« La résistance des exilées syriennes sur les ondes »

« La résistance des exilées syriennes sur les ondes »

« La résistance des exilées syriennes sur les ondes »

Par Rebecca Benhamou, envoyée spéciale à Gaziantep (Syrie)

Les Syriennes réfugiées en Turquie sont en première ligne dans le combat pour la liberté. Elles s’opposent pacifiquement au régime de Bachar el-Assad. Leurs armes: une radio et un magazine féminin.

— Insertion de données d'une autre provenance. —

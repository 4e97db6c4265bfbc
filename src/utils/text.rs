// src/utils/text.rs

//! Text normalization helpers.

/// Collapse every run of whitespace into a single space and trim both ends.
pub fn clean(text: &str) -> String {
    text.split_whitespace().collect::<Vec<_>>().join(" ")
}

/// Join fields with single spaces, then lower-case and normalize whitespace.
///
/// Empty fields leave no trace in the result, so four empty fields yield `""`.
pub fn searchable(fields: &[&str]) -> String {
    clean(&fields.join(" ")).to_lowercase()
}

/// Escape text for safe inclusion in HTML element content or attributes.
pub fn escape_html(text: &str) -> String {
    text.replace('&', "&amp;")
        .replace('<', "&lt;")
        .replace('>', "&gt;")
        .replace('"', "&quot;")
        .replace('\'', "&#39;")
}

#[cfg(test)]
mod tests {
    use super::*;

    #[test]
    fn test_clean_collapses_whitespace() {
        assert_eq!(clean("  Python \n\t Developer  "), "Python Developer");
        assert_eq!(clean(""), "");
        assert_eq!(clean(" \n "), "");
    }

    #[test]
    fn test_searchable_joins_and_lowercases() {
        assert_eq!(
            searchable(&["Data  Analyst", "Acme", "", "SQL"]),
            "data analyst acme sql"
        );
        assert_eq!(searchable(&["", "", "", ""]), "");
    }

    #[test]
    fn test_escape_html() {
        assert_eq!(
            escape_html(r#"<b>"R&D"</b> 'x'"#),
            "&lt;b&gt;&quot;R&amp;D&quot;&lt;/b&gt; &#39;x&#39;"
        );
    }
}
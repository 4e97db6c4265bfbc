//! Service layer for the digest application.
//!
//! - Posting classification (`Classifier`)
//! - Listing site adapters (`SourceAdapter`, `HtmlSource`)
//! - Digest rendering (`DigestRenderer`)
//! - Digest delivery (`Notifier`, `SmtpNotifier`, `OutboxNotifier`)

mod classifier;
mod notifier;
mod renderer;
mod sources;

pub use classifier::Classifier;
pub use notifier::{DeliveryReceipt, Notifier, OutboxNotifier, Recipient, SmtpNotifier};
pub use renderer::{Digest, DigestRenderer};
pub use sources::{HtmlSource, SourceAdapter, build_sources};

Un après-midi glacé de février, dans un appartement reconverti en studio de radio. Il est 14 h 55 à Gaziantep, dans le sud-ouest de la Turquie. Dans cinq minutes, l’équipe de Hawa Smart va réaliser son deuxième flash de la journée. Au rez de-chaussée, la pièce principale est plongée dans des effluves entêtants de tabac et d’eau de Cologne. Mais Zoya Bustan, la chef des informations, insiste pour nous faire visiter les lieux. A l’étage, entre deux bureaux, quelques tapis sont disposés en quinconce sur le sol. « Quand nos équipes reviennent de Syrie, elles dorment ici », dit-elle en montrant du doigt l’un des journalistes assoupis. « Il s’est couché à 7 heures, ce matin. » Pendant ce temps, une jeune recrue fait des essais de voix dans le studio, sous le regard attentif des deux ingénieurs du son. Zoya Bustan fait signe au présentateur de s’asseoir à côté d’elle. Le direct va commencer. Ces journalistes travaillent pour Hawa Smart (Syrian Media Action Revolution Team), un collectif médiatique qui regroupe quatre stations de radio, douze magazines, ainsi qu’une agence de presse et de production vidéo. Ils s’appuient sur 2 000 activistes en Syrie et une soixantaine en Turquie.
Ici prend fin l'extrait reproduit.